あまり早く読んでも頭に残らないので、この本はゆっくりと目を通すことにしている。
「仏像は彫刻、仏画は絵画として区別する現在の見方と違って、仏のイメージを伝えるものとしての両者の機能はあまり区別されていなかった‥。仏像、仏画は「儀礼」「荘厳」「仏」という三本の糸で、分かちがたく結ばれていた。そのことを念頭にとどめて仏画をみよう。」(「⑧藤原仏画」冒頭)
「平等院鳳凰堂の「九品来迎図」は仏画であると同時に「やまと絵」様式の誕生を告げる貴重な遺品である。」(「⑧藤原仏画」の「浄土教絵画」)
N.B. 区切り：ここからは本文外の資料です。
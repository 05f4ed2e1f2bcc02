use serde::{Deserialize, Deserializer, Serialize};
use serde_yaml::Value;

/// An organization profile (`Research/Actors/{slug}.yaml`). Fully hand-written.
#[derive(Debug, Clone, Default, PartialEq, Serialize, Deserialize)]
#[serde(default)]
pub struct ActorRecord {
    /// Slug; defaults to the file stem when absent.
    pub id: Option<String>,
    pub name: String,
    #[serde(rename = "type")]
    pub kind: Option<String>,
    pub description: Option<String>,
    pub website: Option<String>,
    pub github: Option<String>,
    pub huggingface: Option<String>,
    pub location: Option<String>,
    #[serde(deserialize_with = "scalar_text")]
    pub founded: Option<String>,
    #[serde(deserialize_with = "scalar_text")]
    pub organization_size: Option<String>,
    pub funding: Option<String>,
    pub contact: Option<Contact>,
    /// ISO 3166-1 alpha-2 codes
    pub countries: Vec<String>,
    /// ISO 639-3 codes
    pub languages: Vec<String>,
    pub projects: Vec<ProjectRef>,
    pub projects_url: Option<String>,
    pub publications: Vec<Publication>,
    pub publications_url: Option<String>,
    pub key_people: Vec<Person>,
    pub partnerships: Vec<String>,
    pub openness: Option<String>,
    pub maturity: Option<String>,
    pub engagement_status: Option<String>,
    #[serde(alias = "unicef_relevance")]
    pub relevance: Option<String>,
    pub notes: Option<String>,
    #[serde(deserialize_with = "scalar_text")]
    pub last_updated: Option<String>,
    pub scores: Option<DimensionScores>,
}

impl ActorRecord {
    pub fn works_on(&self, iso: &str) -> bool {
        self.languages.iter().any(|l| l == iso)
    }

    /// Display form of the organization type (`research_group` → "Research Group").
    pub fn kind_label(&self) -> String {
        self.kind
            .as_deref()
            .map(|k| {
                k.split(|c| c == '_' || c == '-')
                    .filter(|w| !w.is_empty())
                    .map(capitalize)
                    .collect::<Vec<_>>()
                    .join(" ")
            })
            .unwrap_or_default()
    }
}

/// Accept `founded: 2019` as well as `founded: "2019"`.
fn scalar_text<'de, D: Deserializer<'de>>(deserializer: D) -> Result<Option<String>, D::Error> {
    Ok(match Option::<Value>::deserialize(deserializer)? {
        Some(Value::String(s)) => Some(s),
        Some(Value::Number(n)) => Some(n.to_string()),
        Some(Value::Bool(b)) => Some(b.to_string()),
        _ => None,
    })
}

fn capitalize(word: &str) -> String {
    let mut chars = word.chars();
    match chars.next() {
        Some(first) => first.to_uppercase().chain(chars).collect(),
        None => String::new(),
    }
}

/// Contact is either a bare address or a set of channels.
#[derive(Debug, Clone, PartialEq, Serialize, Deserialize)]
#[serde(untagged)]
pub enum Contact {
    Channels {
        #[serde(default)]
        email: Option<String>,
        #[serde(default)]
        mailing_list: Option<String>,
        #[serde(default)]
        slack: Option<String>,
    },
    Plain(String),
}

#[derive(Debug, Clone, PartialEq, Serialize, Deserialize)]
#[serde(untagged)]
pub enum ProjectRef {
    Detailed {
        name: String,
        #[serde(default)]
        url: Option<String>,
        #[serde(default)]
        description: Option<String>,
    },
    Plain(String),
}

#[derive(Debug, Clone, PartialEq, Serialize, Deserialize)]
#[serde(untagged)]
pub enum Publication {
    Detailed {
        title: String,
        #[serde(default)]
        url: Option<String>,
        #[serde(default)]
        venue: Option<String>,
    },
    Plain(String),
}

#[derive(Debug, Clone, PartialEq, Serialize, Deserialize)]
#[serde(untagged)]
pub enum Person {
    Detailed {
        name: String,
        #[serde(default)]
        role: Option<String>,
        #[serde(default)]
        affiliation: Option<String>,
        #[serde(default)]
        note: Option<String>,
    },
    Plain(String),
}

/// Stored for a dimension whose value is not an integer (`2.5`, `high`).
/// It lies outside 0-3, so the scorer flags the dimension.
pub const INVALID_DIMENSION: i64 = -1;

/// Hand-entered prioritization points, 0 to 3 per dimension.
///
/// Values are read leniently so bad entries reach the scorer and get flagged
/// instead of failing the whole file.
#[derive(Debug, Clone, Default, PartialEq, Eq, Serialize, Deserialize)]
#[serde(default)]
pub struct DimensionScores {
    #[serde(deserialize_with = "lenient_score")]
    pub language_coverage: Option<i64>,
    #[serde(deserialize_with = "lenient_score")]
    pub technical_capacity: Option<i64>,
    #[serde(deserialize_with = "lenient_score")]
    pub openness: Option<i64>,
    #[serde(deserialize_with = "lenient_score")]
    pub regional_presence: Option<i64>,
    #[serde(deserialize_with = "lenient_score")]
    pub child_relevance: Option<i64>,
    #[serde(deserialize_with = "lenient_score")]
    pub partnership_readiness: Option<i64>,
}

fn lenient_score<'de, D: Deserializer<'de>>(deserializer: D) -> Result<Option<i64>, D::Error> {
    Ok(match Option::<Value>::deserialize(deserializer)? {
        None | Some(Value::Null) => None,
        Some(Value::Number(n)) => Some(n.as_i64().unwrap_or(INVALID_DIMENSION)),
        Some(Value::String(s)) => Some(s.trim().parse().unwrap_or(INVALID_DIMENSION)),
        Some(_) => Some(INVALID_DIMENSION),
    })
}

impl DimensionScores {
    /// Dimension names and values in display order.
    pub fn dimensions(&self) -> [(&'static str, Option<i64>); 6] {
        [
            ("language_coverage", self.language_coverage),
            ("technical_capacity", self.technical_capacity),
            ("openness", self.openness),
            ("regional_presence", self.regional_presence),
            ("child_relevance", self.child_relevance),
            ("partnership_readiness", self.partnership_readiness),
        ]
    }
}
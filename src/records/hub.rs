use super::evaluation::{partition_tasks, TaskType};
use crate::error::LandscapeError;
use serde::{Deserialize, Serialize};
use std::collections::{BTreeMap, HashSet};
use std::path::Path;

/// A model or dataset on the hub.
#[derive(Debug, Clone, PartialEq, Eq, Serialize, Deserialize)]
pub struct HubItem {
    pub name: String,
    pub url: String,
    #[serde(default)]
    pub downloads: u64,
    #[serde(default)]
    pub likes: u64,
}

/// Hub search results for one task, merged across a language's codes.
#[derive(Debug, Clone, Default, PartialEq, Eq, Serialize, Deserialize)]
#[serde(default)]
pub struct HubListing {
    pub items: Vec<HubItem>,
    pub total_count: u64,
    pub counts_by_code: BTreeMap<String, u64>,
}

/// `models.yaml`: listings for every task.
pub type ModelsFile = BTreeMap<TaskType, HubListing>;

/// `datasets.yaml`: listings for the speech tasks.
pub type DatasetsFile = BTreeMap<TaskType, HubListing>;

impl HubListing {
    /// Fold one code's search results into the listing.
    ///
    /// Items already seen under another code are not duplicated, but still
    /// count towards that code's total.
    pub fn add_code_results(&mut self, code: &str, items: Vec<HubItem>) {
        self.counts_by_code.insert(code.to_string(), items.len() as u64);
        self.total_count = self.counts_by_code.values().sum();

        let mut seen: HashSet<String> = self.items.iter().map(|i| i.name.clone()).collect();
        for item in items {
            if seen.insert(item.name.clone()) {
                self.items.push(item);
            }
        }
        self.sort_items();
    }

    /// Most downloaded first, then by name for a stable order.
    pub fn sort_items(&mut self) {
        self.items
            .sort_by(|a, b| b.downloads.cmp(&a.downloads).then_with(|| a.name.cmp(&b.name)));
    }

    /// How many more results the hub has beyond the listed items.
    pub fn more_count(&self) -> u64 {
        self.total_count.saturating_sub(self.items.len() as u64)
    }

    pub fn is_empty(&self) -> bool {
        self.items.is_empty() && self.total_count == 0
    }

    /// Parse a task-keyed listings file, skipping keys outside the task set.
    pub fn parse_file(
        raw: &str,
        path: &Path,
    ) -> Result<(BTreeMap<TaskType, HubListing>, Vec<LandscapeError>), LandscapeError> {
        if raw.trim().is_empty() {
            return Ok((BTreeMap::new(), Vec::new()));
        }
        let parsed: Option<BTreeMap<String, HubListing>> =
            serde_yaml::from_str(raw).map_err(|e| LandscapeError::malformed(path, e))?;
        let (known, rejected) = partition_tasks(parsed.unwrap_or_default(), path);
        Ok((known.into_iter().collect(), rejected))
    }
}

#[cfg(test)]
mod tests {
    use super::*;

    fn item(name: &str, downloads: u64) -> HubItem {
        HubItem {
            name: name.to_string(),
            url: format!("https://huggingface.co/{}", name),
            downloads,
            likes: 0,
        }
    }

    #[test]
    fn test_add_code_results_dedupes_and_counts() {
        let mut listing = HubListing::default();
        listing.add_code_results("ha", vec![item("a/asr", 10), item("b/asr", 50)]);
        listing.add_code_results("hau", vec![item("a/asr", 10), item("c/asr", 20)]);

        let names: Vec<&str> = listing.items.iter().map(|i| i.name.as_str()).collect();
        assert_eq!(names, vec!["b/asr", "c/asr", "a/asr"]);
        assert_eq!(listing.counts_by_code["ha"], 2);
        assert_eq!(listing.counts_by_code["hau"], 2);
        assert_eq!(listing.total_count, 4);
    }

    #[test]
    fn test_sort_ties_by_name() {
        let mut listing = HubListing {
            items: vec![item("z", 5), item("a", 5)],
            ..Default::default()
        };
        listing.sort_items();
        assert_eq!(listing.items[0].name, "a");
    }

    #[test]
    fn test_more_count() {
        let listing = HubListing {
            items: vec![item("a", 1)],
            total_count: 31,
            counts_by_code: BTreeMap::new(),
        };
        assert_eq!(listing.more_count(), 30);
    }

    #[test]
    fn test_parse_file_reads_legacy_translation_key() {
        let raw = "asr:\n  items: []\n  total_count: 0\ntranslation:\n  items:\n    - name: m/mt\n      url: https://huggingface.co/m/mt\n      downloads: 3\n  total_count: 1\n";
        let (listings, skipped) = HubListing::parse_file(raw, Path::new("models.yaml")).unwrap();
        assert!(skipped.is_empty());
        assert_eq!(listings[&TaskType::Mt].items[0].name, "m/mt");
        assert!(listings[&TaskType::Asr].is_empty());
    }
}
「「ひらかな」は最初は一字ずつ切り離して書くものだったが、字と字をつないで繊細な曲線のリズムを反復させる連綿体の書風が発達した。華麗な文様を施した料紙とあいまって作り出される連綿体の仮名書きの装飾美は、世界のカリグラフィの中でも独特な地位を占める‥」(「⑨仏教工芸と書」)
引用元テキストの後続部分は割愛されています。